### [YOUR GOAL]
Scan each line of the records for the word "Result" and extract the ones that have it.

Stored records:
────────────────────────────────────────

//! Audio Handle - Send + Sync wrapper for audio system
//!
//! This module provides a thread-safe handle to the audio system by moving
//! non-Send/Sync types (`cpal::Stream`) into background tasks.

use super::analyser::Analyser;
use super::{AudioDevice, AudioDeviceList, AudioError, CHANNELS, FRAME_SIZE, SAMPLE_RATE};
use cpal::traits::{DeviceTrait, HostTrait};
use cpal::{Device, Host};
use opus::{Channels as OpusChannels, Decoder, Encoder};
use std::sync::atomic::{AtomicBool, AtomicU8, Ordering};
use std::sync::Arc;
use tokio::sync::mpsc;
use tracing::{debug, error, info, warn};

/// Audio handle that can be safely shared across threads
pub struct AudioHandle {
    /// Audio host (thread-safe)
    host: Arc<Host>,

    /// Muted state (atomic for thread-safe access)
    muted: Arc<AtomicBool>,

    /// Whether the outbound mic track is currently enabled. Distinct from
    /// `muted`: this is driven by the voice-activity gate (or PTT) while a
    /// session is active, recomputed every analyser tick (§4.C/§8). Capture
    /// still runs and feeds the analyser when this is false; only the
    /// outbound frame is withheld.
    track_enabled: Arc<AtomicBool>,

    /// Deafened state (atomic for thread-safe access)
    deafened: Arc<AtomicBool>,

    /// Microphone test level (0-100)
    mic_test_level: Arc<AtomicU8>,

    /// Control channel for capture task
    capture_control: Option<mpsc::Sender<CaptureControl>>,

    /// Control channel for playback task
    playback_control: Option<mpsc::Sender<PlaybackControl>>,

    /// Control channel for mic test task
    mic_test_control: Option<mpsc::Sender<()>>,

    /// Selected input device name
    input_device_name: Option<String>,

    /// Selected output device name
    output_device_name: Option<String>,

    /// RMS/speaking analyser fed from the raw capture buffer, ahead of the
    /// mute gate, so the speaking indicator still works while muted.
    analyser: Arc<Analyser>,
}

/// Control messages for capture task
enum CaptureControl {
    Stop,
}

/// Control messages for playback task
enum PlaybackControl {
    Stop,
}

impl AudioHandle {
    /// Create a new audio handle
    pub fn new() -> Result<Self, AudioError> {
        let host = cpal::default_host();

        Ok(Self {
            host: Arc::new(host),
            muted: Arc::new(AtomicBool::new(false)),
            track_enabled: Arc::new(AtomicBool::new(true)),
            deafened: Arc::new(AtomicBool::new(false)),
            mic_test_level: Arc::new(AtomicU8::new(0)),
            capture_control: None,
            playback_control: None,
            mic_test_control: None,
            input_device_name: None,
            output_device_name: None,
            analyser: Arc::new(Analyser::new()),
        })
    }

    /// The local microphone's RMS analyser, installed for the lifetime of
    /// the handle (§4.C/§4.G: "install the local analyser" on join).
    pub fn analyser(&self) -> Arc<Analyser> {
        self.analyser.clone()
    }

    /// Enumerate all audio devices
    pub fn enumerate_devices(&self) -> Result<AudioDeviceList, AudioError> {
        let default_input = self.host.default_input_device();
        let default_output = self.host.default_output_device();

        let default_input_name = default_input.as_ref().and_then(|d| d.name().ok());
        let default_output_name = default_output.as_ref().and_then(|d| d.name().ok());

        let inputs: Vec<AudioDevice> = self
            .host
            .input_devices()
            .map_err(|e| AudioError::ConfigError(e.to_string()))?
            .filter_map(|d| {
                d.name().ok().map(|name| AudioDevice {
                    device_id: name.clone(),
                    label: name.clone(),
                    is_default: Some(&name) == default_input_name.as_ref(),
                })
            })
            .collect();

        let outputs: Vec<AudioDevice> = self
            .host
            .output_devices()
            .map_err(|e| AudioError::ConfigError(e.to_string()))?
            .filter_map(|d| {
                d.name().ok().map(|name| AudioDevice {
                    device_id: name.clone(),
                    label: name.clone(),
                    is_default: Some(&name) == default_output_name.as_ref(),
                })
            })
            .collect();

        Ok(AudioDeviceList { inputs, outputs })
    }

    /// Set the input device by name. Validates the device exists (falling
    /// back to "default" on failure per the device-validation-failure
    /// error policy) unless `device_id` is `None`.
    pub fn set_input_device(&mut self, device_id: Option<&str>) -> Result<(), AudioError> {
        if let Some(name) = device_id {
            if self.get_device(Some(name), true).is_err() {
                warn!(device = name, "input device not found, falling back to default");
                self.input_device_name = None;
                return Ok(());
            }
        }
        self.input_device_name = device_id.map(str::to_string);
        Ok(())
    }

    /// Set the output device by name. Same validation-failure fallback as
    /// [`Self::set_input_device`].
    pub fn set_output_device(&mut self, device_id: Option<&str>) -> Result<(), AudioError> {
        if let Some(name) = device_id {
            if self.get_device(Some(name), false).is_err() {
                warn!(device = name, "output device not found, falling back to default");
                self.output_device_name = None;
                return Ok(());
            }
        }
        self.output_device_name = device_id.map(str::to_string);
        Ok(())
    }

    /// Get device by name
    fn get_device(&self, device_name: Option<&str>, is_input: bool) -> Result<Device, AudioError> {
        match device_name {
            Some(name) => {
                let mut devices = if is_input {
                    self.host.input_devices()
                } else {
                    self.host.output_devices()
                }
                .map_err(|e| AudioError::ConfigError(e.to_string()))?;

                devices
                    .find(|d| d.name().map(|n| n == name).unwrap_or(false))
                    .ok_or_else(|| AudioError::DeviceNotFound(name.to_string()))
            }
            None => {
                if is_input {
                    self.host.default_input_device().ok_or(AudioError::NoInputDevice)
                } else {
                    self.host.default_output_device().ok_or(AudioError::NoOutputDevice)
                }
            }
        }
    }

    /// Start audio capture in a background task
    pub async fn start_capture(&mut self, output_tx: mpsc::Sender<Vec<u8>>) -> Result<(), AudioError> {
        // Stop existing capture if running
        self.stop_capture().await;

        let device = self.get_device(self.input_device_name.as_deref(), true)?;
        let muted = self.muted.clone();
        let track_enabled = self.track_enabled.clone();
        let analyser = self.analyser.clone();

        // Create control channel
        let (control_tx, mut control_rx) = mpsc::channel::<CaptureControl>(1);
        self.capture_control = Some(control_tx);

        // Spawn capture task that owns the Stream
        tokio::task::spawn_blocking(move || {
            run_capture_task(device, muted, track_enabled, analyser, output_tx, &mut control_rx);
        });

        info!("Audio capture started");
        Ok(())
    }

    /// Stop audio capture
    pub async fn stop_capture(&mut self) {
        if let Some(control) = self.capture_control.take() {
            let _ = control.send(CaptureControl::Stop).await;
            debug!("Audio capture stopped");
        }
    }

    /// Start audio playback in a background task
    pub async fn start_playback(&mut self, input_rx: mpsc::Receiver<Vec<u8>>) -> Result<(), AudioError> {
        // Stop existing playback if running
        self.stop_playback().await;

        let device = self.get_device(self.output_device_name.as_deref(), false)?;
        let deafened = self.deafened.clone();

        // Create control channel
        let (control_tx, mut control_rx) = mpsc::channel::<PlaybackControl>(1);
        self.playback_control = Some(control_tx);

        // Spawn playback task that owns the Stream
        tokio::task::spawn_blocking(move || {
            run_playback_task(device, deafened, input_rx, &mut control_rx);
        });

        info!("Audio playback started");
        Ok(())
    }

    /// Stop audio playback
    pub async fn stop_playback(&mut self) {
        if let Some(control) = self.playback_control.take() {
            let _ = control.send(PlaybackControl::Stop).await;
            debug!("Audio playback stopped");
        }
    }

    /// Set muted state
    pub fn set_muted(&self, muted: bool) {
        self.muted.store(muted, Ordering::Relaxed);
        debug!("Muted: {}", muted);
    }

    /// Get muted state
    pub fn is_muted(&self) -> bool {
        self.muted.load(Ordering::Relaxed)
    }

    /// Recompute whether the outbound mic track should carry audio. Called
    /// every analyser tick by the session controller's VA/PTT loop; has no
    /// effect on RMS sampling, which always runs.
    pub fn set_track_enabled(&self, enabled: bool) {
        self.track_enabled.store(enabled, Ordering::Relaxed);
    }

    /// Set deafened state (also mutes)
    pub fn set_deafened(&self, deafened: bool) {
        self.deafened.store(deafened, Ordering::Relaxed);
        if deafened {
            self.muted.store(true, Ordering::Relaxed);
        }
        debug!("Deafened: {}", deafened);
    }

    /// Get deafened state
    pub fn is_deafened(&self) -> bool {
        self.deafened.load(Ordering::Relaxed)
    }

    /// Start microphone test
    pub async fn start_mic_test(&mut self, device_id: Option<String>) -> Result<(), AudioError> {
        // Stop existing test if running
        self.stop_mic_test().await;

        let device = self.get_device(device_id.as_deref(), true)?;
        let mic_level = self.mic_test_level.clone();

        // Create control channel
        let (control_tx, mut control_rx) = mpsc::channel::<()>(1);
        self.mic_test_control = Some(control_tx);

        // Spawn mic test task
        tokio::task::spawn_blocking(move || {
            run_mic_test_task(device, mic_level, &mut control_rx);
        });

        info!("Microphone test started");
        Ok(())
    }

    /// Stop microphone test
    pub async fn stop_mic_test(&mut self) {
        if let Some(control) = self.mic_test_control.take() {
            let _ = control.send(()).await;
            self.mic_test_level.store(0, Ordering::Relaxed);
            debug!("Microphone test stopped");
        }
    }

    /// Get microphone test level (0-100)
    pub fn get_mic_test_level(&self) -> u8 {
        self.mic_test_level.load(Ordering::Relaxed)
    }

    /// Check if microphone test is running
    pub const fn is_mic_test_running(&self) -> bool {
        self.mic_test_control.is_some()
    }

    /// Keep-alive hook (§4.C): on this backend `cpal` streams don't expose
    /// a "suspended" state the way a browser `AudioContext` does, so this
    /// is a health check rather than a resume. It exists so the keep-alive
    /// loop has something real to call; currently a no-op placeholder.
    pub async fn resume_if_suspended(&self) {}

    /// Stop all audio streams
    pub async fn stop_all(&mut self) {
        self.stop_capture().await;
        self.stop_playback().await;
        self.stop_mic_test().await;
        info!("All audio streams stopped");
    }
}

────────────────────────────────────────

### [YOUR SOLUTION]
    pub fn new() -> Result<Self, AudioError> {
    pub fn enumerate_devices(&self) -> Result<AudioDeviceList, AudioError> {
    pub fn set_input_device(&mut self, device_id: Option<&str>) -> Result<(), AudioError> {
    pub fn set_output_device(&mut self, device_id: Option<&str>) -> Result<(), AudioError> {
    fn get_device(&self, device_name: Option<&str>, is_input: bool) -> Result<Device, AudioError> {
    pub async fn start_capture(&mut self, output_tx: mpsc::Sender<Vec<u8>>) -> Result<(), AudioError> {
    pub async fn start_playback(&mut self, input_rx: mpsc::Receiver<Vec<u8>>) -> Result<(), AudioError> {
    pub async fn start_mic_test(&mut self, device_id: Option<String>) -> Result<(), AudioError> {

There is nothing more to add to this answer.